**Exercise requirements**
Your answer must be every line of the data that holds the string "const".

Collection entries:
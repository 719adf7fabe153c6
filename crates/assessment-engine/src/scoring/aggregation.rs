use serde::{Deserialize, Serialize};

use crate::domain::{BehavioralIndicator, Competency, CompetencyId, IndicatorId};

const UNKNOWN_INDICATOR: &str = "Unknown indicator";
const UNKNOWN_COMPETENCY: &str = "Unknown competency";

/// Score achieved on one behavioral indicator.
#[derive(Debug, Clone, PartialEq, Serialize, Deserialize)]
pub struct IndicatorScore {
    pub indicator_id: IndicatorId,
    pub title: String,
    pub weight: f64,
    pub score: f64,
    pub max_score: f64,
    pub percentage: f64,
    pub questions_answered: u32,
}

/// 95% confidence band derived from the competency's reliability.
#[derive(Debug, Clone, Copy, PartialEq, Serialize, Deserialize)]
pub struct ConfidenceInterval {
    pub standard_error: f64,
    pub lower: f64,
    pub upper: f64,
    pub reliability_alpha: f64,
}

/// Weighted roll-up of a competency's indicators.
#[derive(Debug, Clone, PartialEq, Serialize, Deserialize)]
pub struct CompetencyScore {
    pub competency_id: CompetencyId,
    pub competency_name: String,
    pub score: f64,
    pub max_score: f64,
    pub percentage: f64,
    pub questions_answered: u32,
    #[serde(skip_serializing_if = "Option::is_none")]
    pub standard_code: Option<String>,
    pub indicators: Vec<IndicatorScore>,
    #[serde(skip_serializing_if = "Option::is_none")]
    pub confidence: Option<ConfidenceInterval>,
}

impl CompetencyScore {
    pub fn with_confidence(&self, confidence: ConfidenceInterval) -> Self {
        Self {
            confidence: Some(confidence),
            ..self.clone()
        }
    }
}

/// Per-run accumulator for a single indicator.
#[derive(Debug, Clone)]
pub struct IndicatorAggregation {
    indicator_id: IndicatorId,
    title: String,
    weight: f64,
    total_score: f64,
    total_max_score: f64,
    question_count: u32,
}

impl IndicatorAggregation {
    /// Falls back to weight 1.0 when the indicator record could not be loaded.
    pub fn new(indicator_id: IndicatorId, indicator: Option<&BehavioralIndicator>) -> Self {
        let (title, weight) = match indicator {
            Some(indicator) => (indicator.title.clone(), indicator.weight),
            None => (UNKNOWN_INDICATOR.to_string(), 1.0),
        };
        Self {
            indicator_id,
            title,
            weight,
            total_score: 0.0,
            total_max_score: 0.0,
            question_count: 0,
        }
    }

    pub fn add_answer(&mut self, normalized_score: f64) {
        self.total_score += normalized_score;
        self.total_max_score += 1.0;
        self.question_count += 1;
    }

    pub fn percentage(&self) -> f64 {
        if self.total_max_score > 0.0 {
            self.total_score / self.total_max_score * 100.0
        } else {
            0.0
        }
    }

    pub fn finish(self) -> IndicatorScore {
        let percentage = self.percentage();
        IndicatorScore {
            indicator_id: self.indicator_id,
            title: self.title,
            weight: self.weight,
            score: self.total_score,
            max_score: self.total_max_score,
            percentage,
            questions_answered: self.question_count,
        }
    }
}

/// Per-run accumulator rolling indicator scores into a competency score.
#[derive(Debug, Clone)]
pub struct CompetencyAggregation {
    competency_id: CompetencyId,
    name: String,
    standard_code: Option<String>,
    weighted_percentage_sum: f64,
    total_weight: f64,
    total_score: f64,
    total_max_score: f64,
    question_count: u32,
    indicators: Vec<IndicatorScore>,
}

impl CompetencyAggregation {
    pub fn new(competency_id: CompetencyId, competency: Option<&Competency>) -> Self {
        let (name, standard_code) = match competency {
            Some(competency) => (competency.name.clone(), competency.standard_code.clone()),
            None => (UNKNOWN_COMPETENCY.to_string(), None),
        };
        Self {
            competency_id,
            name,
            standard_code,
            weighted_percentage_sum: 0.0,
            total_weight: 0.0,
            total_score: 0.0,
            total_max_score: 0.0,
            question_count: 0,
            indicators: Vec::new(),
        }
    }

    /// Adds an indicator using its own weight.
    pub fn add_indicator(&mut self, indicator: IndicatorScore) {
        let weight = indicator.weight;
        self.add_indicator_with_weight(indicator, weight);
    }

    /// Adds an indicator with an explicit weight, overriding its recorded one.
    pub fn add_indicator_with_weight(&mut self, indicator: IndicatorScore, weight: f64) {
        self.weighted_percentage_sum += weight * indicator.percentage;
        self.total_weight += weight;
        self.total_score += weight * indicator.score;
        self.total_max_score += weight * indicator.max_score;
        self.question_count += indicator.questions_answered;
        self.indicators.push(indicator);
    }

    pub fn percentage(&self) -> f64 {
        if self.total_weight > 0.0 {
            self.weighted_percentage_sum / self.total_weight
        } else {
            0.0
        }
    }

    pub fn finish(self) -> CompetencyScore {
        let percentage = self.percentage();
        CompetencyScore {
            competency_id: self.competency_id,
            competency_name: self.name,
            score: self.total_score,
            max_score: self.total_max_score,
            percentage,
            questions_answered: self.question_count,
            standard_code: self.standard_code,
            indicators: self.indicators,
            confidence: None,
        }
    }
}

**Your response**
const UNKNOWN_INDICATOR: &str = "Unknown indicator";
const UNKNOWN_COMPETENCY: &str = "Unknown competency";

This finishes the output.